Daily Devotions

Welcome to Good Shepherd’s Daily Devotions Page!

During the weeks of Fall, our Daily Devotions are being written by members of Good Shepherd.  Each day one of your brothers or sisters in Christ will be reflecting on faith and life as we all adjust to many changes in our world.  I pray these writings will inspire, comfort and challenge you to grow in faith.  Our dedicated authors have written about their insights, joys and struggles and have been courageous enough to share them with us so that we can also ponder where God is showing up in our own lives. 

As a way to encourage the writers and each other I invite you to share a comment in the comment section at the bottom of the page each day.

Pastor Heidi Johns

Pastor Alice Connor

Daily Devotion

A white friend of mine recently said, “I had no idea that racism was still as bad as it is.
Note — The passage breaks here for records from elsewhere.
impl Component {
    /// Loads a component from its backing directory.
    /// 從元件的目錄載入其內容。
    ///
    /// A missing manifest yields an empty property list and a missing or
    /// unparsable quantity file yields 0; manifest lines that fail to parse
    /// are skipped. Only unexpected I/O failures abort the load, so the
    /// worst case for damaged data is a partially-populated component.
    pub fn load(directory: Directory) -> Result<Self, ComponentError> {
        let name = directory.name().to_string();

        let mut properties = Vec::new();
        match fs::read_to_string(directory.concat(MANIFEST_FILE)) {
            Ok(contents) => {
                for line in contents.lines() {
                    // Malformed lines are skipped, never fatal.
                    if let Ok(prop) = Property::parse_line(line) {
                        properties.push(prop);
                    }
                }
            }
            Err(err) if err.kind() == ErrorKind::NotFound => {}
            Err(err) => return Err(ComponentError::Io(err)),
        }

        let quantity = match fs::read_to_string(directory.concat(QUANTITY_FILE)) {
            Ok(contents) => contents.trim().parse().unwrap_or(0),
            Err(err) if err.kind() == ErrorKind::NotFound => 0,
            Err(err) => return Err(ComponentError::Io(err)),
        };

        Ok(Self {
            directory,
            name,
            quantity,
            properties,
        })
    }

    /// Creates a new, empty component directory under the components root:
    /// an empty manifest and a quantity of 0.
    /// 在元件根目錄下建立全新的空元件：空 manifest 與數量 0。
    pub fn create(components_root: &Directory, name: &str) -> Result<(), ComponentError> {
        validate_name(name)?;
        let target = components_root.concat(name);
        if target.exists() {
            return Err(ComponentError::AlreadyExists(name.to_string()));
        }
        fs::create_dir_all(target.as_path())?;
        write_atomic(target.concat(MANIFEST_FILE).as_path(), b"")?;
        write_atomic(target.concat(QUANTITY_FILE).as_path(), b"0\n")?;
        Ok(())
    }

    /// Returns the component name (the backing directory's leaf name).
    /// 取得元件名稱（即目錄的名稱）。
    pub fn name(&self) -> &str {
        &self.name
    }

    /// Borrows the backing directory.
    /// 借出元件的目錄。
    pub fn directory(&self) -> &Directory {
        &self.directory
    }

    /// Returns the stock quantity.
    /// 取得庫存數量。
    pub fn quantity(&self) -> u32 {
        self.quantity
    }

    /// Updates the stock quantity in memory; `save` persists it.
    /// 更新記憶體中的庫存數量；需呼叫 `save` 寫回磁碟。
    pub fn set_quantity(&mut self, quantity: u32) {
        self.quantity = quantity;
    }

    /// Reads the notes side file on demand; a missing file is empty notes.
    /// 即時讀取備註檔案；檔案不存在視為空備註。
    pub fn notes(&self) -> io::Result<String> {
        match fs::read_to_string(self.directory.concat(NOTES_FILE)) {
            Ok(text) => Ok(text),
            Err(err) if err.kind() == ErrorKind::NotFound => Ok(String::new()),
            Err(err) => Err(err),
        }
    }

    /// Writes the notes side file; empty notes remove the file so a
    /// note-less component looks exactly like a freshly created one.
    /// 寫入備註檔案；空備註會移除檔案，使其與新建立的元件一致。
    pub fn save_notes(&self, notes: &str) -> io::Result<()> {
        let path = self.directory.concat(NOTES_FILE);
        if notes.is_empty() {
            remove_if_exists(path.as_path())
        } else {
            write_atomic(path.as_path(), notes.as_bytes())
        }
    }

    /// Returns the properties in manifest order.
    /// 依 manifest 順序取得屬性。
    pub fn properties(&self) -> &[Property] {
        &self.properties
    }

    /// Finds the first property with the given storage name.
    /// 依儲存名稱尋找第一個相符的屬性。
    pub fn get_property(&self, name: &str) -> Option<&Property> {
        self.properties.iter().find(|prop| prop.name() == name)
    }

    /// Returns the `Category` property value, if any.
    /// 取得 `Category` 屬性值（如果有）。
    pub fn category(&self) -> Option<&str> {
        self.get_property(PROP_CATEGORY).map(Property::value)
    }

    /// Returns the `Sub-Category` property value, if any.
    /// 取得 `Sub-Category` 屬性值（如果有）。
    pub fn sub_category(&self) -> Option<&str> {
        self.get_property(PROP_SUB_CATEGORY).map(Property::value)
    }

    /// Appends a property; duplicate names are permitted.
    /// 追加一個屬性；允許重複名稱。
    pub fn add_property(&mut self, property: Property) {
        self.properties.push(property);
    }

    /// Borrows a property by position for editing.
    /// 依位置借出屬性以便編輯。
    pub fn property_mut(&mut self, index: usize) -> Result<&mut Property, ComponentError> {
        let len = self.properties.len();
        self.properties
            .get_mut(index)
            .ok_or(ComponentError::PropertyIndexOutOfRange { index, len })
    }

    /// Removes a property by position, returning it. Out-of-range indices
    /// are an explicit error; callers decide whether that is fatal.
    /// 依位置移除並回傳屬性；索引超出範圍時回傳明確錯誤，由呼叫端決定
    /// 嚴重程度。
    pub fn remove_property(&mut self, index: usize) -> Result<Property, ComponentError> {
        let len = self.properties.len();
        if index >= len {
            return Err(ComponentError::PropertyIndexOutOfRange { index, len });
        }
        Ok(self.properties.remove(index))
    }

    /// Resolves the component image: the base name comes from the first
    /// line of the `IMAGE` reference file when present, otherwise from the
    /// `Package` property, and is looked up under `assets/images/` two
    /// levels above the component directory. Missing candidates simply
    /// yield `None` so hosts can show a placeholder.
    /// 解析元件圖片：優先採用 `IMAGE` 參照檔第一行的名稱，否則退回
    /// `Package` 屬性值，再到元件目錄上兩層的 `assets/images/` 尋找。
    /// 找不到時回傳 `None`，供呼叫端顯示預設圖。
    pub fn image(&self) -> Option<PathBuf> {
        let base = match fs::read_to_string(self.directory.concat(IMAGE_FILE)) {
            Ok(contents) => {
                let first = contents.lines().next().unwrap_or("").trim();
                if first.is_empty() {
                    None
                } else {
                    Some(first.to_string())
                }
            }
            Err(_) => None,
        };
        let base = base.or_else(|| self.get_property(PROP_PACKAGE).map(|p| p.value().to_string()))?;

        let candidate = self
            .directory
            .path()
            .parent()
            .parent()
            .concat(ASSETS_DIR)
            .concat(IMAGES_DIR)
            .concat(format!("{base}.{IMAGE_EXTENSION}"));
        candidate.exists().then(|| candidate.to_path_buf())
    }

    /// Returns the datasheet path when one is stored with the component.
    /// 元件目錄中存有規格書時回傳其路徑。
    pub fn datasheet(&self) -> Option<PathBuf> {
        let path = self.directory.concat(DATASHEET_FILE);
        path.exists().then(|| path.to_path_buf())
    }

    /// Persists the manifest and quantity files into the backing
    /// directory, each replaced atomically. The two files are still
    /// separate writes: a failure between them leaves the earlier file in
    /// place, and callers learn the true on-disk state by refreshing.
    /// 將 manifest 與數量檔案原子性地寫回元件目錄。兩個檔案仍是獨立寫入；
    /// 中途失敗時先前寫入的檔案會保留，呼叫端需重新整理以得知實際狀態。
    pub fn save(&self) -> Result<(), ComponentError> {
        self.write_state_to(&self.directory)?;
        Ok(())
    }

    /// Saves the component under a new sibling name, carrying the notes
    /// file along, then retargets the in-memory name and directory in one
    /// step. An unchanged name is rejected before anything touches disk.
    /// 以新名稱另存元件（連同備註檔案），成功後一次更新記憶體中的名稱與
    /// 目錄。名稱未變更時在碰觸磁碟前即拒絕。
    pub fn save_as(&mut self, new_name: &str) -> Result<(), ComponentError> {
        validate_name(new_name)?;
        if new_name == self.name {
            return Err(ComponentError::SameName(new_name.to_string()));
        }
        let target = self.directory.path().parent().concat(new_name);
        if target.exists() {
            return Err(ComponentError::AlreadyExists(new_name.to_string()));
        }

        let notes = self.notes()?;
        let target = Directory::from(target);
        target.create()?;
        self.write_state_to(&target)?;

        self.name = new_name.to_string();
        self.directory = target;
        if !notes.is_empty() {
            self.save_notes(&notes)?;
        }
        Ok(())
    }

    /// Renames the backing directory; the cached name and directory update
    /// together on success, so they can never be observed disagreeing.
    /// 重新命名元件目錄；成功時同時更新快取的名稱與目錄，不會出現兩者
    /// 不一致的狀態。
    pub fn rename(&mut self, new_name: &str) -> Result<(), ComponentError> {
        validate_name(new_name)?;
        self.directory.rename(new_name).map_err(|err| {
            if err.kind() == ErrorKind::AlreadyExists {
                ComponentError::AlreadyExists(new_name.to_string())
            } else {
                ComponentError::Io(err)
            }
        })?;
        self.name = new_name.to_string();
        Ok(())
    }

    /// Deletes the backing directory tree, consuming the component. Any
    /// constituent deletion failure surfaces as the error.
    /// 刪除元件的整個目錄樹並消耗此元件；任何子項目刪除失敗都會回報。
    pub fn delete(self) -> Result<(), ComponentError> {
        self.directory.delete_recursively()?;
        Ok(())
    }

    fn write_state_to(&self, directory: &Directory) -> Result<(), ComponentError> {
        let mut manifest = String::new();
        for prop in &self.properties {
            manifest.push_str(&prop.to_line());
            manifest.push('\n');
        }
        write_atomic(directory.concat(MANIFEST_FILE).as_path(), manifest.as_bytes())?;
        write_atomic(
            directory.concat(QUANTITY_FILE).as_path(),
            format!("{}\n", self.quantity).as_bytes(),
        )?;
        Ok(())
    }
}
And now I’ve realized that assumption, that not-knowing, is the problem.” This is part of what we mean when we use the word “privilege,” the ability to not even know how bad something is for another person because their experience is different than ours. A lot of folks think the word “privilege” is some sort of insult, a word that should make us feel shame or misery, but it’s really only a description of a way things are. The word simply means that we’re likely to underestimate how bad the problem is by default because we are never personally exposed to that problem. It’s not a moral judgment on how difficult our lives are.

We all struggle, we all feel pain, and, indeed, it’s a true fact that “all lives matter.” Of course they do—our Bible tells us that in the very first story. The problem is that some of our siblings in God’s Creation have lives that have not mattered to the rest of us because of the color of their skin. Some of our siblings have experienced extreme trauma--generational trauma, systemic trauma--because of the color of their skin. And the rest of us have the privilege of not experiencing that trauma. White folk are not by necessity bad or shameful because of this, but once we see it, once we see the history of subjugation and its continued existence, we are obligated to respond with kindness and support and work.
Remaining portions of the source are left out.